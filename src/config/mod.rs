//! Configuration management subsystem.
//!
//! # Data Flow
//! ```text
//! config file (TOML)
//!     → loader.rs (parse & deserialize)
//!     → validation.rs (semantic checks)
//!     → SandboxConfig (validated, immutable)
//!     → shared via Arc to all subsystems
//! ```
//!
//! # Design Decisions
//! - Config is immutable once loaded; changes require a restart
//! - All fields have defaults to allow minimal configs
//! - Validation separates syntactic (serde) from semantic checks

pub mod loader;
pub mod schema;
pub mod validation;

pub use loader::{load_config, parse_config, ConfigError};
pub use schema::{
    AuthConfig, HandlerConfig, LimitsConfig, ListenerConfig, LogFormat, ObservabilityConfig,
    RoutingConfig, SandboxConfig, TimeoutConfig,
};
pub use validation::{validate_config, ValidationError};
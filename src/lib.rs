//! vidchain
//!
//! Live video ingestion with a reconfigurable frame-processing chain.
//!
//! # Architecture
//!
//! Each [`VideoStream`] runs one capture thread. Per cycle the thread takes
//! the pipeline lock, applies queued commands, polls its input source, and
//! pushes a new frame through the ordered stage chain:
//!
//! 1. **Prepare**: mirror/flip, resize to the processing size, and warp the
//!    ROI quad onto the processing rectangle when ROI mode is on.
//! 2. **Chain**: every active stage runs in order on a shared
//!    [`FrameBundle`], notifying its own listeners right after it finishes.
//! 3. **Publish**: the final result, the untouched capture and the current
//!    FPS go to the stream's listeners and the latest-frame slot.
//!
//! # Module Structure
//!
//! - `registry`: name to factory maps for stages and input sources
//! - `transform`: regions and the homographies between them
//! - `stage`: the stage contract and the built-in stages
//! - `chain`: ordered stage list, naming, aggregate parameters
//! - `command`: typed cross-thread commands and their queue
//! - `ingest`: input sources (synthetic, manual, V4L2)
//! - `stream`: the orchestrator and its capture thread
//! - `persist`: descriptors for saving and restoring a stream
//! - `config`: daemon configuration from file and environment

pub mod chain;
pub mod command;
pub mod config;
pub mod events;
pub mod frame;
pub mod ingest;
pub mod params;
pub mod persist;
pub mod registry;
pub mod stage;
pub mod stream;
pub mod transform;

pub use chain::{ChainContext, ChainEvent, StageChain, StageSelector, AGGREGATE_GROUP};
pub use command::{Command, CommandQueue, CommandSender};
pub use events::{StageOutput, StageResult, StreamFrame, StreamOutput};
pub use frame::{FpsCounter, FrameBundle};
pub use ingest::{CaptureSettings, FrameFeeder, InputSource, ManualSource, SyntheticSource};
pub use params::{ParamValue, Parameter, ParameterGroup};
pub use persist::{SourceDescriptor, StageDescriptor, StreamDescriptor};
pub use registry::{Registry, SourceRegistry, StageRegistry};
pub use stage::{shared, SharedStage, Stage, StageCore};
pub use stream::{StreamOptions, StreamState, VideoStream};
pub use transform::{Region, TransformState};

*****

--- WORK TASK ---
Output exactly the span of lines beginning at the first line of the records and ending at the line that holds "# Design Decisions", inclusive, with no other text.

--- EXPECTED OUTPUT ---
filename src/config/mod.rs
//! Configuration management subsystem.
//!
//! # Data Flow
//! ```text
//! config file (TOML)
//!     → loader.rs (parse & deserialize)
//!     → validation.rs (semantic checks)
//!     → SandboxConfig (validated, immutable)
//!     → shared via Arc to all subsystems
//! ```
//!
//! # Design Decisions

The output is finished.